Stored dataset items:
◆ ◆ ◆

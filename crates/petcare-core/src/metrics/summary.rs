//! View models for the dashboard and statistics screens.

use chrono::{DateTime, NaiveDate, TimeZone};
use serde::Serialize;

use super::{
    activity_series, due_today_count, for_pet, last_vet_visit, most_recent, next_due,
    overdue_count, ranked_type_counts, upcoming_count, walk_minutes, DailyCount, TypeCount,
};
use crate::config::DashboardConfig;
use crate::models::{HealthRecord, Reminder, TrackingEntry};
use crate::recurrence::{classify, ReminderStatus};
use crate::timestamp::calendar_day;

/// An open reminder as listed on the dashboard.
#[derive(Debug, Clone, Serialize, PartialEq)]
pub struct UpcomingReminder {
    pub reminder: Reminder,
    pub overdue: bool,
}

/// Everything the dashboard shows for one pet.
#[derive(Debug, Clone, Serialize, PartialEq)]
pub struct DashboardSummary {
    pub walk_minutes: f64,
    pub due_today: usize,
    pub overdue: usize,
    pub upcoming: usize,
    /// `None` when the pet has no vet visits
    pub last_vet_visit: Option<HealthRecord>,
    /// Calendar day of `last_vet_visit` in `now`'s timezone
    pub last_vet_visit_on: Option<NaiveDate>,
    pub sparkline: Vec<DailyCount>,
    pub recent_entries: Vec<TrackingEntry>,
    pub recent_health: Vec<HealthRecord>,
    pub upcoming_reminders: Vec<UpcomingReminder>,
}

impl DashboardSummary {
    pub fn compute<Tz: TimeZone>(
        now: &DateTime<Tz>,
        pet_id: &str,
        entries: &[TrackingEntry],
        health: &[HealthRecord],
        reminders: &[Reminder],
        config: &DashboardConfig,
    ) -> Self {
        let entries = for_pet(entries, pet_id);
        let health = for_pet(health, pet_id);
        let reminders = for_pet(reminders, pet_id);

        let last_visit = last_vet_visit(health.iter().copied()).cloned();
        let last_vet_visit_on = last_visit
            .as_ref()
            .and_then(|visit| calendar_day(&visit.date_iso, &now.timezone()));

        let upcoming_reminders = next_due(reminders.iter().copied(), config.upcoming_limit)
            .into_iter()
            .map(|r| UpcomingReminder {
                reminder: r.clone(),
                overdue: classify(r, now) == ReminderStatus::Overdue,
            })
            .collect();

        Self {
            walk_minutes: walk_minutes(entries.iter().copied(), now, config.walk_window_days),
            due_today: due_today_count(reminders.iter().copied(), now),
            overdue: overdue_count(reminders.iter().copied(), now),
            upcoming: upcoming_count(reminders.iter().copied(), now, config.upcoming_window_days),
            last_vet_visit: last_visit,
            last_vet_visit_on,
            sparkline: activity_series(entries.iter().copied(), now, config.sparkline_days),
            recent_entries: most_recent(entries.iter().copied(), config.recent_limit)
                .into_iter()
                .cloned()
                .collect(),
            recent_health: most_recent(health.iter().copied(), config.recent_limit)
                .into_iter()
                .cloned()
                .collect(),
            upcoming_reminders,
        }
    }
}

/// Data behind the statistics screen for one pet.
#[derive(Debug, Clone, Serialize, PartialEq)]
pub struct StatisticsView {
    pub activity: Vec<DailyCount>,
    /// Most frequent type first
    pub type_counts: Vec<TypeCount>,
}

impl StatisticsView {
    pub fn compute<Tz: TimeZone>(
        now: &DateTime<Tz>,
        pet_id: &str,
        entries: &[TrackingEntry],
        config: &DashboardConfig,
    ) -> Self {
        let entries = for_pet(entries, pet_id);
        Self {
            activity: activity_series(entries.iter().copied(), now, config.statistics_days),
            type_counts: ranked_type_counts(entries.iter().copied()),
        }
    }
}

◆ ◆ ◆

What the task requires:
Show every line above in which the word "DailyCount" appears.

Output of the exercise:
    overdue_count, ranked_type_counts, upcoming_count, walk_minutes, DailyCount, TypeCount,
    pub sparkline: Vec<DailyCount>,
    pub activity: Vec<DailyCount>,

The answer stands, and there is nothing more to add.